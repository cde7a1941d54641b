mod grid;
pub mod kernel;
pub mod partition;
pub mod rules;

pub use grid::{Grid, MAX_PRINTABLE_GRID};
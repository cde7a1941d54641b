use std::io;
use thiserror::Error;

/// Errors surfaced while building a grid or resolving the run configuration.
///
/// All of these are fatal: the binary reports them on stderr and exits
/// with code 1. Nothing in the generation loop itself can fail.
#[derive(Debug, Error)]
pub enum Error {
    #[error("grid dimensions must be positive, got {rows}x{cols}")]
    Dimensions { rows: usize, cols: usize },

    #[error("input grid is empty")]
    EmptyInput,

    #[error("row {row} has {got} columns, expected {expected} as in the first row")]
    RaggedRow {
        row: usize,
        expected: usize,
        got: usize,
    },

    #[error(
        "invalid character {byte:?} at row {row}, column {col}: \
         rows must contain only '0' and '1'"
    )]
    InvalidByte { row: usize, col: usize, byte: char },

    #[error("cannot allocate a {rows}x{cols} grid ({bytes} bytes per buffer); reduce the grid size")]
    Alloc {
        rows: usize,
        cols: usize,
        bytes: usize,
    },

    #[error("{0}")]
    Config(String),

    #[error(transparent)]
    Io(#[from] io::Error),
}
use crate::domain::Grid;

/// Hook for external consumers of finished generations, e.g. a
/// graphical renderer or a video encoder. The engine never depends on a
/// concrete implementation.
///
/// `frame_ready` is invoked during the serial phase, after the buffer
/// swap and halo refresh: every worker is quiescent, so the observer
/// may read any cell of `grid` freely. It must return before the next
/// generation can start, so heavy consumers should copy what they need
/// and get out.
pub trait GridObserver: Send + Sync {
    fn frame_ready(&self, generation: u32, grid: &Grid);
}
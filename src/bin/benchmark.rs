//! Performance benchmark comparing the synchronization strategies

use std::time::Instant;

use parlife::{Engine, Grid, SyncStrategy};

fn benchmark_sequential(size: usize, generations: u32) -> f64 {
    let grid = Grid::new(size, size).expect("benchmark grid");
    grid.random_fill(1);
    let start = Instant::now();
    Engine::new(generations, 1, SyncStrategy::Spinning).run(&grid);
    start.elapsed().as_secs_f64() * 1000.0 / generations as f64
}

fn benchmark_strategy(sync: SyncStrategy, size: usize, generations: u32, workers: usize) -> f64 {
    let grid = Grid::new(size, size).expect("benchmark grid");
    grid.random_fill(1);
    let start = Instant::now();
    Engine::new(generations, workers, sync).run(&grid);
    start.elapsed().as_secs_f64() * 1000.0 / generations as f64
}

fn benchmark_blocked(size: usize, generations: u32, workers: usize) -> f64 {
    let grid = Grid::new(size, size).expect("benchmark grid");
    grid.random_fill(1);
    let start = Instant::now();
    Engine::new(generations, workers, SyncStrategy::Spinning)
        .with_blocked_kernel(true)
        .run(&grid);
    start.elapsed().as_secs_f64() * 1000.0 / generations as f64
}

fn main() {
    println!("=== Game of Life Synchronization Benchmark ===\n");

    let workers = num_cpus::get();
    let sizes = [100, 500, 1000, 2000, 4000];
    let generations = 20;

    println!("Workers: {workers}, generations per measurement: {generations}\n");
    println!(
        "{:>10} {:>12} {:>12} {:>12} {:>12} {:>12} {:>10}",
        "Size", "Sequential", "Condvar", "Spinning", "Coordinator", "Spin+Block", "Speedup"
    );
    println!("{:-<86}", "");

    for size in sizes {
        let sequential_ms = benchmark_sequential(size, generations);
        let condvar_ms = benchmark_strategy(SyncStrategy::Condvar, size, generations, workers);
        let spinning_ms = benchmark_strategy(SyncStrategy::Spinning, size, generations, workers);
        let coordinator_ms =
            benchmark_strategy(SyncStrategy::Coordinator, size, generations, workers);
        let blocked_ms = benchmark_blocked(size, generations, workers);

        let fastest = condvar_ms
            .min(spinning_ms)
            .min(coordinator_ms)
            .min(blocked_ms);

        println!(
            "{:>10} {:>12.2} {:>12.2} {:>12.2} {:>12.2} {:>12.2} {:>9.1}x",
            format!("{size}x{size}"),
            sequential_ms,
            condvar_ms,
            spinning_ms,
            coordinator_ms,
            blocked_ms,
            sequential_ms / fastest
        );
    }

    println!("\n=== Throughput at 4000x4000 ===\n");

    let cells = 4000 * 4000;
    let spinning_ms = benchmark_strategy(SyncStrategy::Spinning, 4000, generations, workers);
    println!(
        "Spinning barrier: {:.2} ms/gen, {:.1}M cells/sec",
        spinning_ms,
        (cells as f64) / (spinning_ms / 1000.0) / 1_000_000.0
    );
}
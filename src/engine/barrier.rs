//! Generation barriers.
//!
//! Both variants share one contract: when `arrive_and_wait` returns to
//! a worker for generation `g`, every worker has finished writing the
//! write buffer for `g`, and the serial phase for `g` (buffer swap plus
//! halo refresh) has run exactly once, executed by the last worker to
//! arrive. The serial phase's effects happen-before every worker's
//! first read of generation `g + 1`.

use std::sync::atomic::{AtomicU64, AtomicUsize, Ordering};
use std::sync::{Condvar, Mutex};
use std::time::{Duration, Instant};

/// Barrier built on a mutex and a condition variable. Waiting workers
/// block in the kernel; the last arriver runs the serial phase while
/// holding the lock, then wakes everyone.
pub struct CondvarBarrier {
    state: Mutex<State>,
    cv: Condvar,
    capacity: usize,
}

struct State {
    arrived: usize,
    generation: u64,
    /// Arrival time of the first worker of the current generation.
    started: Option<Instant>,
    /// Accumulated first-to-last arrival time across generations.
    elapsed: Duration,
}

impl CondvarBarrier {
    pub fn new(capacity: usize) -> Self {
        debug_assert!(capacity > 0);
        Self {
            state: Mutex::new(State {
                arrived: 0,
                generation: 0,
                started: None,
                elapsed: Duration::ZERO,
            }),
            cv: Condvar::new(),
            capacity,
        }
    }

    pub fn arrive_and_wait(&self, serial: impl FnOnce()) {
        let mut state = self.state.lock().expect("barrier mutex poisoned");
        if state.arrived == 0 {
            state.started = Some(Instant::now());
        }
        state.arrived += 1;

        if state.arrived == self.capacity {
            if let Some(started) = state.started.take() {
                state.elapsed += started.elapsed();
            }
            serial();
            state.arrived = 0;
            state.generation += 1;
            self.cv.notify_all();
        } else {
            // Wait on the generation count, not on `arrived`: a worker
            // racing ahead into the next generation must not release
            // waiters of the previous one early.
            let generation = state.generation;
            while state.generation == generation {
                state = self.cv.wait(state).expect("barrier mutex poisoned");
            }
        }
    }

    /// Total first-to-last arrival time accumulated so far.
    pub fn phase_time(&self) -> Duration {
        self.state.lock().expect("barrier mutex poisoned").elapsed
    }
}

/// Barrier built on two atomics; waiting workers busy-spin. The last
/// arriver runs the serial phase, resets the waiter count, and then
/// publishes the new generation with a `Release` bump that the spinners
/// `Acquire`.
pub struct SpinBarrier {
    num_waiting: AtomicUsize,
    generation: AtomicU64,
    capacity: usize,
    /// Arrival time of the first worker; only the first and last
    /// arrivers of a generation touch this.
    started: Mutex<Option<Instant>>,
    elapsed_nanos: AtomicU64,
}

impl SpinBarrier {
    pub fn new(capacity: usize) -> Self {
        debug_assert!(capacity > 0);
        Self {
            num_waiting: AtomicUsize::new(0),
            generation: AtomicU64::new(0),
            capacity,
            started: Mutex::new(None),
            elapsed_nanos: AtomicU64::new(0),
        }
    }

    pub fn arrive_and_wait(&self, serial: impl FnOnce()) {
        let generation = self.generation.load(Ordering::Acquire);
        let arrived = self.num_waiting.fetch_add(1, Ordering::AcqRel);

        if arrived == 0 {
            *self.started.lock().expect("barrier timer poisoned") = Some(Instant::now());
        }

        if arrived == self.capacity - 1 {
            if let Some(started) = self.started.lock().expect("barrier timer poisoned").take() {
                self.elapsed_nanos
                    .fetch_add(started.elapsed().as_nanos() as u64, Ordering::Relaxed);
            }
            serial();
            // The waiter count must be reset before the generation bump
            // is published; late spinners of this generation only watch
            // `generation`.
            self.num_waiting.store(0, Ordering::Relaxed);
            self.generation.fetch_add(1, Ordering::Release);
        } else {
            while self.generation.load(Ordering::Acquire) == generation {
                std::hint::spin_loop();
            }
        }
    }

    /// Total first-to-last arrival time accumulated so far.
    pub fn phase_time(&self) -> Duration {
        Duration::from_nanos(self.elapsed_nanos.load(Ordering::Relaxed))
    }
}

/// The barrier strategy picked at engine construction.
pub enum Barrier {
    Condvar(CondvarBarrier),
    Spinning(SpinBarrier),
}

impl Barrier {
    pub fn condvar(capacity: usize) -> Self {
        Self::Condvar(CondvarBarrier::new(capacity))
    }

    pub fn spinning(capacity: usize) -> Self {
        Self::Spinning(SpinBarrier::new(capacity))
    }

    /// Arrive at the barrier; the elected worker runs `serial` exactly
    /// once per generation before anyone is released.
    pub fn arrive_and_wait(&self, serial: impl FnOnce()) {
        match self {
            Self::Condvar(b) => b.arrive_and_wait(serial),
            Self::Spinning(b) => b.arrive_and_wait(serial),
        }
    }

    pub fn phase_time(&self) -> Duration {
        match self {
            Self::Condvar(b) => b.phase_time(),
            Self::Spinning(b) => b.phase_time(),
        }
    }
}
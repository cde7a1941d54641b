//! The generation engine: owns the worker pool and the synchronization
//! strategy, and drives a grid through a fixed number of generations.
//!
//! Per generation, every worker applies the stencil kernel to its slice
//! of the grid, all workers synchronize, one elected thread runs the
//! serial phase (buffer swap, halo refresh, observer notification), and
//! the next generation starts. With zero or one worker the engine runs
//! the same kernel inline and calls the serial phase directly, skipping
//! synchronization entirely; results are identical for any worker count
//! and any strategy.

pub mod barrier;
pub mod coordinator;
mod observer;

pub use observer::GridObserver;

use std::fmt;
use std::str::FromStr;
use std::sync::Arc;
use std::sync::atomic::{AtomicU64, Ordering};
use std::thread;
use std::time::{Duration, Instant};

use crate::domain::{Grid, kernel, partition};
use barrier::Barrier;
use coordinator::Coordinator;

/// How workers agree that a generation is finished.
#[derive(Clone, Copy, Debug, PartialEq, Eq, Default)]
pub enum SyncStrategy {
    /// Mutex + condition variable barrier; waiting workers block.
    Condvar,
    /// Atomic barrier; waiting workers busy-spin.
    #[default]
    Spinning,
    /// Coordinator thread feeding tasks to spinning workers.
    Coordinator,
}

impl SyncStrategy {
    pub fn all() -> Vec<SyncStrategy> {
        vec![
            SyncStrategy::Condvar,
            SyncStrategy::Spinning,
            SyncStrategy::Coordinator,
        ]
    }

    pub fn name(&self) -> &'static str {
        match self {
            SyncStrategy::Condvar => "condvar",
            SyncStrategy::Spinning => "spinning",
            SyncStrategy::Coordinator => "coordinator",
        }
    }
}

impl fmt::Display for SyncStrategy {
    fn fmt(&self, f: &mut fmt::Formatter<'_>) -> fmt::Result {
        f.write_str(self.name())
    }
}

impl FromStr for SyncStrategy {
    type Err = String;

    fn from_str(s: &str) -> Result<Self, Self::Err> {
        match s.to_ascii_lowercase().as_str() {
            "condvar" => Ok(SyncStrategy::Condvar),
            "spinning" => Ok(SyncStrategy::Spinning),
            "coordinator" => Ok(SyncStrategy::Coordinator),
            _ => Err(format!(
                "unknown synchronization strategy {s:?} (expected condvar, spinning or coordinator)"
            )),
        }
    }
}

/// Timing collected by a run, one field per measured phase.
#[derive(Clone, Debug)]
pub struct RunReport {
    pub generations: u32,
    /// Workers actually used, after clamping against the partition.
    pub workers: usize,
    /// Time to spawn the worker threads.
    pub spawn: Duration,
    /// Accumulated serial-phase time (swap + halo refresh + observer).
    pub serial_phase: Duration,
    /// Accumulated synchronization time: first-to-last barrier arrival,
    /// or the coordinator's join spinning.
    pub sync_phase: Duration,
    /// Wall time of the whole run.
    pub total: Duration,
}

pub struct Engine {
    generations: u32,
    workers: usize,
    sync: SyncStrategy,
    grain: usize,
    num_tasks: usize,
    blocked: bool,
    observer: Option<Arc<dyn GridObserver>>,
}

impl Engine {
    pub fn new(generations: u32, workers: usize, sync: SyncStrategy) -> Self {
        Self {
            generations,
            workers,
            sync,
            grain: 0,
            num_tasks: workers.max(1),
            blocked: false,
            observer: None,
        }
    }

    /// Minimum chunk size for the static partition; 0 means `L / W`.
    pub fn with_grain(mut self, grain: usize) -> Self {
        self.grain = grain;
        self
    }

    /// Task count for the coordinator strategy.
    pub fn with_tasks(mut self, num_tasks: usize) -> Self {
        self.num_tasks = num_tasks.max(1);
        self
    }

    /// Use the blocked kernel instead of the scalar one.
    pub fn with_blocked_kernel(mut self, blocked: bool) -> Self {
        self.blocked = blocked;
        self
    }

    pub fn with_observer(mut self, observer: Arc<dyn GridObserver>) -> Self {
        self.observer = Some(observer);
        self
    }

    /// Run `generations` steps on `grid` and report timing.
    ///
    /// The halo is refreshed up front so generation 0 is well-formed
    /// regardless of how the grid was filled.
    pub fn run(&self, grid: &Grid) -> RunReport {
        grid.copy_border();
        if self.workers <= 1 {
            return self.run_sequential(grid);
        }
        match self.sync {
            SyncStrategy::Coordinator => self.run_coordinator(grid),
            SyncStrategy::Condvar | SyncStrategy::Spinning => self.run_barrier(grid),
        }
    }

    /// Swap + halo refresh + observer, executed exactly once between
    /// generations by one thread. Debug builds echo small grids.
    fn end_generation(&self, grid: &Grid, generation: u32) -> Duration {
        let started = Instant::now();
        grid.swap();
        grid.copy_border();
        if let Some(observer) = &self.observer {
            observer.frame_ready(generation, grid);
        }
        #[cfg(debug_assertions)]
        if grid.height() <= crate::domain::MAX_PRINTABLE_GRID
            && grid.width() <= crate::domain::MAX_PRINTABLE_GRID
        {
            println!("ITERATION {generation} completed !!!");
            grid.dump();
        }
        started.elapsed()
    }

    fn run_sequential(&self, grid: &Grid) -> RunReport {
        let started = Instant::now();
        let span = grid.interior_span();
        let mut serial_phase = Duration::ZERO;
        let mut scratch = [0u8; kernel::BLOCK];

        for k in 1..=self.generations {
            if self.blocked {
                kernel::compute_blocked(grid, &mut scratch, span.clone());
            } else {
                kernel::compute(grid, span.clone());
            }
            serial_phase += self.end_generation(grid, k);
        }

        RunReport {
            generations: self.generations,
            workers: 1,
            spawn: Duration::ZERO,
            serial_phase,
            sync_phase: Duration::ZERO,
            total: started.elapsed(),
        }
    }

    fn run_barrier(&self, grid: &Grid) -> RunReport {
        let block = if self.blocked { kernel::BLOCK } else { 0 };
        let ranges = partition::ranges(grid.interior_span(), self.workers, self.grain, block);
        if ranges.len() <= 1 {
            return self.run_sequential(grid);
        }

        let barrier = match self.sync {
            SyncStrategy::Condvar => Barrier::condvar(ranges.len()),
            _ => Barrier::spinning(ranges.len()),
        };
        let serial_nanos = AtomicU64::new(0);
        let started = Instant::now();
        let mut spawn = Duration::ZERO;

        thread::scope(|scope| {
            for (id, range) in ranges.iter().cloned().enumerate() {
                let barrier = &barrier;
                let serial_nanos = &serial_nanos;
                scope.spawn(move || {
                    tracing::debug!(worker = id, start = range.start, end = range.end, "worker range");
                    let mut scratch = [0u8; kernel::BLOCK];
                    for k in 1..=self.generations {
                        if self.blocked {
                            kernel::compute_blocked(grid, &mut scratch, range.clone());
                        } else {
                            kernel::compute(grid, range.clone());
                        }
                        barrier.arrive_and_wait(|| {
                            let elapsed = self.end_generation(grid, k);
                            serial_nanos.fetch_add(elapsed.as_nanos() as u64, Ordering::Relaxed);
                        });
                    }
                });
            }
            spawn = started.elapsed();
        });

        RunReport {
            generations: self.generations,
            workers: ranges.len(),
            spawn,
            serial_phase: Duration::from_nanos(serial_nanos.load(Ordering::Relaxed)),
            sync_phase: barrier.phase_time(),
            total: started.elapsed(),
        }
    }

    fn run_coordinator(&self, grid: &Grid) -> RunReport {
        let task_list = partition::tasks(
            grid.interior_span(),
            self.workers,
            self.num_tasks,
            partition::MIN_BLOCK_SIZE,
        );
        let workers = self.workers.min(task_list.len());
        if workers <= 1 {
            return self.run_sequential(grid);
        }

        let coordinator = Coordinator::new(workers);
        let started = Instant::now();
        let mut spawn = Duration::ZERO;
        let mut serial_phase = Duration::ZERO;
        let mut sync_phase = Duration::ZERO;

        thread::scope(|scope| {
            for id in 0..workers {
                let coordinator = &coordinator;
                scope.spawn(move || coordinator.run_worker(id, grid, self.blocked));
            }
            spawn = started.elapsed();

            for k in 1..=self.generations {
                for task in &task_list {
                    coordinator.dispatch(task.clone());
                }
                sync_phase += coordinator.join_all();
                serial_phase += self.end_generation(grid, k);
            }
            coordinator.shutdown();
        });

        RunReport {
            generations: self.generations,
            workers,
            spawn,
            serial_phase,
            sync_phase,
            total: started.elapsed(),
        }
    }
}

(What is being asked) Take the lines from the first line of the listing up to and including the line with "pub enum Error" and give them again exactly.

(Written solution)
repository cde7a1941d54641b
mod grid;
pub mod kernel;
pub mod partition;
pub mod rules;

pub use grid::{Grid, MAX_PRINTABLE_GRID};
repository cde7a1941d54641b
use std::io;
use thiserror::Error;

/// Errors surfaced while building a grid or resolving the run configuration.
///
/// All of these are fatal: the binary reports them on stderr and exits
/// with code 1. Nothing in the generation loop itself can fail.
#[derive(Debug, Error)]
pub enum Error {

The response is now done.